Records for the exercise:
+-------+
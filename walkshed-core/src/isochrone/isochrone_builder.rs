use super::IsochronePolygon;
use crate::{
    graph::Graph,
    hull::{concave_hull, hull_area},
    model::VertexId,
    search::ReachableSet,
};
use geo::Coord;
use rayon::prelude::*;
use serde::{Deserialize, Serialize};
use std::collections::BTreeMap;

/// builds isochrone polygons from reachable vertex sets.
#[derive(Debug, Clone, Copy, PartialEq, Serialize, Deserialize)]
pub struct IsochroneBuilder {
    /// 0.0 is the tightest shape, 1.0 the convex hull
    pub concavity: f64,
    pub allow_holes: bool,
}

impl Default for IsochroneBuilder {
    fn default() -> Self {
        IsochroneBuilder {
            concavity: 0.8,
            allow_holes: false,
        }
    }
}

impl IsochroneBuilder {
    pub fn new(concavity: f64, allow_holes: bool) -> IsochroneBuilder {
        IsochroneBuilder {
            concavity,
            allow_holes,
        }
    }

    /// hull of the coordinates of every reachable vertex. members that are not in the
    /// graph (a source-only set for a missing source) contribute no coordinate.
    ///
    /// returns None when fewer than 3 distinct coordinates are reachable or they are
    /// collinear. this is the expected result for entrances on short dead ends and is
    /// not an error.
    pub fn build(&self, graph: &Graph, reachable: &ReachableSet) -> Option<IsochronePolygon> {
        let points = reachable
            .vertex_ids()
            .iter()
            .filter_map(|id| graph.vertex_coordinate(id))
            .collect::<Vec<Coord<f64>>>();
        let polygon = concave_hull(&points, self.concavity, self.allow_holes)?;
        let area_sqft = hull_area(&polygon);
        Some(IsochronePolygon {
            source: reachable.source,
            polygon,
            area_sqft,
            reachable_vertices: reachable.len(),
            truncated: reachable.is_truncated(),
        })
    }

    /// builds every isochrone in parallel. the value for a source is None when its
    /// reachable set is degenerate.
    pub fn build_all(
        &self,
        graph: &Graph,
        reachable: &BTreeMap<VertexId, ReachableSet>,
    ) -> BTreeMap<VertexId, Option<IsochronePolygon>> {
        reachable
            .par_iter()
            .map(|(source, set)| {
                let isochrone = self.build(graph, set);
                if isochrone.is_none() {
                    log::debug!(
                        "no isochrone for source {source}: {} reachable vertices",
                        set.len()
                    );
                }
                (*source, isochrone)
            })
            .collect()
    }
}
+-------+
Task objective: On how many lines of the records above does the word "impl" appear? Answer with only that number.

Problem solution: 2